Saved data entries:
____________________

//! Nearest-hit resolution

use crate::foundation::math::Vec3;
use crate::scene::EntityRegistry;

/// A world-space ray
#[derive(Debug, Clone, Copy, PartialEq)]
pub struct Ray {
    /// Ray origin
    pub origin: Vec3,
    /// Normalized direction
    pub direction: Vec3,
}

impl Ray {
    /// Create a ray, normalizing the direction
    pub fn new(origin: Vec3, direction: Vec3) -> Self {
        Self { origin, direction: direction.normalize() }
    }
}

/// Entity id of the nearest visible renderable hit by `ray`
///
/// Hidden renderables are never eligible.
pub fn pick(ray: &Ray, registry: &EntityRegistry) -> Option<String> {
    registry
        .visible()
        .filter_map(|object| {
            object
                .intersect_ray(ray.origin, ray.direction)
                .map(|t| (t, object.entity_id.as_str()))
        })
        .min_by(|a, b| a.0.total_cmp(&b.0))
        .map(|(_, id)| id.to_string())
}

____________________

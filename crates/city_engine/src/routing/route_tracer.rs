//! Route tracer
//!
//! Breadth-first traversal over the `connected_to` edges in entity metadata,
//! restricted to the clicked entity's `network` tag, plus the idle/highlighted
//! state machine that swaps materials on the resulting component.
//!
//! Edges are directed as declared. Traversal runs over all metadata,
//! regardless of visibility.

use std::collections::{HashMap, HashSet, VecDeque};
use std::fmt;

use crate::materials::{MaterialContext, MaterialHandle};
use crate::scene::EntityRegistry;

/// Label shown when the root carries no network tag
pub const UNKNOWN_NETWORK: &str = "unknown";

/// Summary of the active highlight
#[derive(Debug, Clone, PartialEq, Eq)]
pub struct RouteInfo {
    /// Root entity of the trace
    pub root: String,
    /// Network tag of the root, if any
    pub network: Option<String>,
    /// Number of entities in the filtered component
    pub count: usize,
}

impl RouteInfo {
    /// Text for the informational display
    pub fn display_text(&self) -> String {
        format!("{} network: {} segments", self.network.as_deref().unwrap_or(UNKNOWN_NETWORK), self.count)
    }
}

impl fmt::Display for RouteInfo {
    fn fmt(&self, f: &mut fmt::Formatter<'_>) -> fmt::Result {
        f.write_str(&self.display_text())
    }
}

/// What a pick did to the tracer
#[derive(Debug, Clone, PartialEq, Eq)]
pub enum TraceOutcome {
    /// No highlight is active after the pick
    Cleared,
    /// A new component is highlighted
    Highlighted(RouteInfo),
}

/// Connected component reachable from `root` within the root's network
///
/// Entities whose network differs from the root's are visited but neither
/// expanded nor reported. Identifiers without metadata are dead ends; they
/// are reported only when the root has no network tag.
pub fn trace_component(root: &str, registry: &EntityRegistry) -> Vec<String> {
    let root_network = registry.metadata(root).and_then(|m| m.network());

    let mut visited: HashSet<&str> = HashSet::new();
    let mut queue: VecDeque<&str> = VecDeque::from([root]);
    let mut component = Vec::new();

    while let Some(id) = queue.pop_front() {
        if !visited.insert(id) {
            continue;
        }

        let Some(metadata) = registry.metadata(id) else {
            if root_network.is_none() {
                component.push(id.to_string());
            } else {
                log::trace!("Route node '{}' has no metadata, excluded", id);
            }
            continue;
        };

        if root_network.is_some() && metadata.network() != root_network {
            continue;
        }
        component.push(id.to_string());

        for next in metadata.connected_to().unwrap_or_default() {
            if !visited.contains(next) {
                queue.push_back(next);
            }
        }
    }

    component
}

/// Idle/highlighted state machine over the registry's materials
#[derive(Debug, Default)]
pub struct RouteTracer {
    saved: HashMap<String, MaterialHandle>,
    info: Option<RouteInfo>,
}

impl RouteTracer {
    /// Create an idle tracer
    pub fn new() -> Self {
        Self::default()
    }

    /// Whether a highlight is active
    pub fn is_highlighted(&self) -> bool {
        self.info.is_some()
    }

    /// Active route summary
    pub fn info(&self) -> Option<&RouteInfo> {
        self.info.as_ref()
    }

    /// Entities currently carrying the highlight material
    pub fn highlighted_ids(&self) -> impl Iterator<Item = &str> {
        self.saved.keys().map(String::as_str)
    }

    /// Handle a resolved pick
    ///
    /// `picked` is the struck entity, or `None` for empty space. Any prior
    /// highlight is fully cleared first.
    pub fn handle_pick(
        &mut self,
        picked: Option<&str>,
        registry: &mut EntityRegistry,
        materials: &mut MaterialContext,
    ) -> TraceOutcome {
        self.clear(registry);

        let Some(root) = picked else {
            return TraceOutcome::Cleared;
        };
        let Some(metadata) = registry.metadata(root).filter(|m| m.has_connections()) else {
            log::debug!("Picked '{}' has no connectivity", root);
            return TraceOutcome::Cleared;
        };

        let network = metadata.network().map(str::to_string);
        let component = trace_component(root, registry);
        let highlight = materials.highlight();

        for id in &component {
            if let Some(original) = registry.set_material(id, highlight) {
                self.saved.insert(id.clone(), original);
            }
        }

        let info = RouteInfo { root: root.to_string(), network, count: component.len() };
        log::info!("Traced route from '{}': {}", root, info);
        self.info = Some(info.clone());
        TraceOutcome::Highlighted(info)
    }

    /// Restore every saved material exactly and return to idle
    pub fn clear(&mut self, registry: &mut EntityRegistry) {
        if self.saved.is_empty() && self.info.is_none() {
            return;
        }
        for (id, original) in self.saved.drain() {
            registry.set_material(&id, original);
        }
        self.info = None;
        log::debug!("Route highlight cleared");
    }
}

____________________

**What to do:** The lines above that hold the word "from" should be found and copied out.

**Solution for this problem:**
/// Connected component reachable from `root` within the root's network
/// Entities whose network differs from the root's are visited but neither
    let mut queue: VecDeque<&str> = VecDeque::from([root]);
        log::info!("Traced route from '{}': {}", root, info);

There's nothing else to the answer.